Keep only the lines of the data below that contain "StageTimeouts", and copy them.

*Input:*
----
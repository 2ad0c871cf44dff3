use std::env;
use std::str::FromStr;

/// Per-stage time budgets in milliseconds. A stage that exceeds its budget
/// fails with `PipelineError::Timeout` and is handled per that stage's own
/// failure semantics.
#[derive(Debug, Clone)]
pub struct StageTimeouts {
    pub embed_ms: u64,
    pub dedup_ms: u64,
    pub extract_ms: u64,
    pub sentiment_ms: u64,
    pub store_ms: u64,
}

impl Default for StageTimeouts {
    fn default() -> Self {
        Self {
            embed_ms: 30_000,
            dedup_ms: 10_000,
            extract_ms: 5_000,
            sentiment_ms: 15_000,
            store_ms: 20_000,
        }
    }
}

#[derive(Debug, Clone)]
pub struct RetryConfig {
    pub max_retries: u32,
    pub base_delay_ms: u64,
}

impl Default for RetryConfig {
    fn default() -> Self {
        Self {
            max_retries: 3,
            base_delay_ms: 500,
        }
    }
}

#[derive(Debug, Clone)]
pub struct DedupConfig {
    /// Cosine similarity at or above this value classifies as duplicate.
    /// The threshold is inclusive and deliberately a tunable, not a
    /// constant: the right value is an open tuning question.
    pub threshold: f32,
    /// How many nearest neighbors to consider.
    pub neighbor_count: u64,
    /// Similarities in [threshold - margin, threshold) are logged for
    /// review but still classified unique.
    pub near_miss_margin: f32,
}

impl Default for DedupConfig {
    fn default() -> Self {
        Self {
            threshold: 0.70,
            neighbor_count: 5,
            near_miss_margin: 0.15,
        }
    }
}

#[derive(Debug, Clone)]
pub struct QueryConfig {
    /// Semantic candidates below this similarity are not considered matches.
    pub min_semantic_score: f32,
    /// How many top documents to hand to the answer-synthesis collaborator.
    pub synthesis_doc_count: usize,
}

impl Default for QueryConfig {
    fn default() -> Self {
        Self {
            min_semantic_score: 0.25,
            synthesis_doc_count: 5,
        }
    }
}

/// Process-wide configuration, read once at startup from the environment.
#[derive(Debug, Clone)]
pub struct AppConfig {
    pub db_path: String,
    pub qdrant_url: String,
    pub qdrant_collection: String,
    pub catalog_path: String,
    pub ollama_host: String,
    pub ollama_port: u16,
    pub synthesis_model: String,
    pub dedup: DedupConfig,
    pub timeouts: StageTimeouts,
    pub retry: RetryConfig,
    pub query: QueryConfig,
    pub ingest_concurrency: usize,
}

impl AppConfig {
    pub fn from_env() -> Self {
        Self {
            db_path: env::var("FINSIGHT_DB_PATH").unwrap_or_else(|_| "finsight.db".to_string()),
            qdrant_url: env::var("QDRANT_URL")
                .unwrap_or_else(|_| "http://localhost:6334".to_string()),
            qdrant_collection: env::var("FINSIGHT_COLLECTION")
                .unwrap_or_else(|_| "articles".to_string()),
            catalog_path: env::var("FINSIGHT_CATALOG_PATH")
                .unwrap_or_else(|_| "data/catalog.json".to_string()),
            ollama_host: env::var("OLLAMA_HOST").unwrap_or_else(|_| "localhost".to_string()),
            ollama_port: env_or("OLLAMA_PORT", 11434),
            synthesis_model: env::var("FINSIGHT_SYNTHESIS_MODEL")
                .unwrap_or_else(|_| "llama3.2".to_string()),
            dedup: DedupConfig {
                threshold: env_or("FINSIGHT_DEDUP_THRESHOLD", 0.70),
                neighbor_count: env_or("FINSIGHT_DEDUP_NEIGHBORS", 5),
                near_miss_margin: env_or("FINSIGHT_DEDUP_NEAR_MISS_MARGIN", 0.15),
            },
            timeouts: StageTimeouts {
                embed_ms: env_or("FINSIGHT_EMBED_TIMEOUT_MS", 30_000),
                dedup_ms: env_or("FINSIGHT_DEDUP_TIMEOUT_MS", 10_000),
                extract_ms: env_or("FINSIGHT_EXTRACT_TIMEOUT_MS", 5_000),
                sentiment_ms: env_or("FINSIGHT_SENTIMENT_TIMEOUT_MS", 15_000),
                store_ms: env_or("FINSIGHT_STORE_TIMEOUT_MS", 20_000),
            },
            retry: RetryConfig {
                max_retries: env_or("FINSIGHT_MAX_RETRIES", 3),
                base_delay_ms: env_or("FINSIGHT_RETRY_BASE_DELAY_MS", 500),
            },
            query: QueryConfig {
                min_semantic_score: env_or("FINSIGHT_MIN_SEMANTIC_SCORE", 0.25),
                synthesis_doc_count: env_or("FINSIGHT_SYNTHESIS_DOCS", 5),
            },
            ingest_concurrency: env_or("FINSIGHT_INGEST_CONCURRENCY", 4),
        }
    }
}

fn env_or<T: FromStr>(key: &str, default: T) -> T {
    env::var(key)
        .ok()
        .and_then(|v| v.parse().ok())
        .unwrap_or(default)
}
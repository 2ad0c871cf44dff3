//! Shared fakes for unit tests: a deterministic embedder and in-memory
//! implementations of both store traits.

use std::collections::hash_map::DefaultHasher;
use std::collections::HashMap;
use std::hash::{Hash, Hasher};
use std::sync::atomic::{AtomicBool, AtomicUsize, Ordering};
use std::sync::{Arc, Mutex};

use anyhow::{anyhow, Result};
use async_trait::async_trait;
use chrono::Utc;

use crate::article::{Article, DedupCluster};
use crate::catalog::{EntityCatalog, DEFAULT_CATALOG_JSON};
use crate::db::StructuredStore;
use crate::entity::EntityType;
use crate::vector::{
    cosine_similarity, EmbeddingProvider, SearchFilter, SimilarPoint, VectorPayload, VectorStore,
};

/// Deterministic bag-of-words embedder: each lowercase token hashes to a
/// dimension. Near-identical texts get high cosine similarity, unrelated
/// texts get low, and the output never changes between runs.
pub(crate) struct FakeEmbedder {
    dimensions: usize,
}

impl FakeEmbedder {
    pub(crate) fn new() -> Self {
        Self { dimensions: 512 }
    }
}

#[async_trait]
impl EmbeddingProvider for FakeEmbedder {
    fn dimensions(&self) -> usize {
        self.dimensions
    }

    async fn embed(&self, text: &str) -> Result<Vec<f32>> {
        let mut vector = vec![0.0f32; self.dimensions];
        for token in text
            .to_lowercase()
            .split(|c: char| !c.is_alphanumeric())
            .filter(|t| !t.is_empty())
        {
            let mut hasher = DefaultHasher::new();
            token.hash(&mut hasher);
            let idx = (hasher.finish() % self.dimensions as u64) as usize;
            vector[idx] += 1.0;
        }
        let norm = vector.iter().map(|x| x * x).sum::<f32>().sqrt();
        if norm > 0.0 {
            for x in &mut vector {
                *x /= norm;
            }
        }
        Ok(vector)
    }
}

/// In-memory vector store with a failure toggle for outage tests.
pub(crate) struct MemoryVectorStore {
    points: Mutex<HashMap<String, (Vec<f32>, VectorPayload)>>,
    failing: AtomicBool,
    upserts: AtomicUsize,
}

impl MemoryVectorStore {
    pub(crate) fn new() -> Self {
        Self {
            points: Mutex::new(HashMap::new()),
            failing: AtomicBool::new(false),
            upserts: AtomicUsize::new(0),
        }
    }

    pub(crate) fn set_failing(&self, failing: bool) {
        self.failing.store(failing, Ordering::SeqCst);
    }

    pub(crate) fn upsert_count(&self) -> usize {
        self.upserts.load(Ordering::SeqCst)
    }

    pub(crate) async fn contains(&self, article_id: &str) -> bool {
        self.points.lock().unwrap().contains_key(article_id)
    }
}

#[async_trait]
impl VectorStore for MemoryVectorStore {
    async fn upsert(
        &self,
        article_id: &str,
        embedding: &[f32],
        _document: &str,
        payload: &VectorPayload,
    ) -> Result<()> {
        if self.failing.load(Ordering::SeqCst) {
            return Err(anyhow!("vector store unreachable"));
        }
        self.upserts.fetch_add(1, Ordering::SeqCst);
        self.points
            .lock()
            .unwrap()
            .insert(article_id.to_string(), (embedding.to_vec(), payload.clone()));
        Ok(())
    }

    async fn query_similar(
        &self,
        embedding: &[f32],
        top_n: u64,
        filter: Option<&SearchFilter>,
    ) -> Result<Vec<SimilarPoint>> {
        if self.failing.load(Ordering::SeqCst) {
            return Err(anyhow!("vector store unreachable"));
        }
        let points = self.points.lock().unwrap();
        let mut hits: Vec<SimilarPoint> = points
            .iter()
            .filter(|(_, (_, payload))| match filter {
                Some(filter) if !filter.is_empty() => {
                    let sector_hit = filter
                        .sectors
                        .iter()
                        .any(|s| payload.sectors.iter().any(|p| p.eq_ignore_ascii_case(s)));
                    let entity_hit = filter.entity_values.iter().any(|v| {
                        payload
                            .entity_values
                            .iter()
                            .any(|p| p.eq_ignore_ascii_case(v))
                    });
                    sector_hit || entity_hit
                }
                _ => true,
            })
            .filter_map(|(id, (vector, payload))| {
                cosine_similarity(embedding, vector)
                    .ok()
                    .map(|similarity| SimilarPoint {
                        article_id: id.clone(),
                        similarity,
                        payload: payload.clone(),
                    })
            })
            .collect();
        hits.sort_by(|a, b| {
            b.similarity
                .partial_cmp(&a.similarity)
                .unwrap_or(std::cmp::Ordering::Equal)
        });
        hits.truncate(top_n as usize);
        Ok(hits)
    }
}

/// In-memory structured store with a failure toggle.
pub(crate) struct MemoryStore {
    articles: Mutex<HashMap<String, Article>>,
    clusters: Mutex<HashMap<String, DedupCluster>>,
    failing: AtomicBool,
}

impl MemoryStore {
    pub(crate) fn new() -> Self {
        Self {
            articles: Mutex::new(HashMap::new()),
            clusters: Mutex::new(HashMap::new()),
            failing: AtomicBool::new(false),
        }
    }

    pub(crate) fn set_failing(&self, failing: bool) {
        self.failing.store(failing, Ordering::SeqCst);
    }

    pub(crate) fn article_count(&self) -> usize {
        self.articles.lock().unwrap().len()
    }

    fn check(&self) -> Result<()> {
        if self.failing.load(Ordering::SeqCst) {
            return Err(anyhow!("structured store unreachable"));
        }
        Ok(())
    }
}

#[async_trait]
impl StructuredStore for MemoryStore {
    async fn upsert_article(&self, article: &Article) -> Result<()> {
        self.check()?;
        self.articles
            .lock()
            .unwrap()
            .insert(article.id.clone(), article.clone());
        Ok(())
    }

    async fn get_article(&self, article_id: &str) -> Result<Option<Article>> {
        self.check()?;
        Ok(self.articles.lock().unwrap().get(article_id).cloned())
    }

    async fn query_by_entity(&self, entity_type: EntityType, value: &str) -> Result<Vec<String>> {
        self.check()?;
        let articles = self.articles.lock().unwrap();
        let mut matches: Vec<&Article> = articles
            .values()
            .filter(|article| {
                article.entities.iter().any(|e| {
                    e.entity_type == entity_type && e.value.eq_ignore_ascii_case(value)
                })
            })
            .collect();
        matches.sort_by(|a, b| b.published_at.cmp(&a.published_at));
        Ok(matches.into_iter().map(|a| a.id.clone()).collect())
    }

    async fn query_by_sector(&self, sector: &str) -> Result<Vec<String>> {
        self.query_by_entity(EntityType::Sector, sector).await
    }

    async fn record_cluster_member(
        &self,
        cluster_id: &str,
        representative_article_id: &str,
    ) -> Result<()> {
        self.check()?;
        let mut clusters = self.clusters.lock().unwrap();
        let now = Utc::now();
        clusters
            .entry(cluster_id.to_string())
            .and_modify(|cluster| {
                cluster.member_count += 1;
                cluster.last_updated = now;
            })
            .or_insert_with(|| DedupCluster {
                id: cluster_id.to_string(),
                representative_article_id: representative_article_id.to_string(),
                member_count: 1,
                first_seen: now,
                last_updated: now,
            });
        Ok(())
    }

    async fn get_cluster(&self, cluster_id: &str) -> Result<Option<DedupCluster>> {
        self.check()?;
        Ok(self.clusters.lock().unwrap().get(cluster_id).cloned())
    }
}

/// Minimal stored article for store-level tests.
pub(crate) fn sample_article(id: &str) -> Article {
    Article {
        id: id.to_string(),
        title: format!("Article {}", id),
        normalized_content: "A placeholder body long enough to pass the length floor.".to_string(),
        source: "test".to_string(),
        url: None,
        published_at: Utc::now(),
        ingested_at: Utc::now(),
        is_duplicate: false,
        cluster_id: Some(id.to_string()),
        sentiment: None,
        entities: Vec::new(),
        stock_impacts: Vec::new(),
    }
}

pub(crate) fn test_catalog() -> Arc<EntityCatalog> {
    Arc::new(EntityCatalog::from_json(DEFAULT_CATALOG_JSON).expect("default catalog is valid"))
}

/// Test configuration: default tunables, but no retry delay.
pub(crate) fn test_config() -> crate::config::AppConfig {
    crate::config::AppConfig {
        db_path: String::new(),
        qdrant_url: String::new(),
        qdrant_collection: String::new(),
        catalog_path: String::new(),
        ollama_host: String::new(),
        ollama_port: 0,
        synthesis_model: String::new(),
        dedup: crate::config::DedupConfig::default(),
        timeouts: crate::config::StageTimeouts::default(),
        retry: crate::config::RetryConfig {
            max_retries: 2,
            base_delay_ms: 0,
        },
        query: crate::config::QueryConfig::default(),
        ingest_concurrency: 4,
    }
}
----
*Worked solution:*
pub struct StageTimeouts {
impl Default for StageTimeouts {
    pub timeouts: StageTimeouts,
            timeouts: StageTimeouts {
        timeouts: crate::config::StageTimeouts::default(),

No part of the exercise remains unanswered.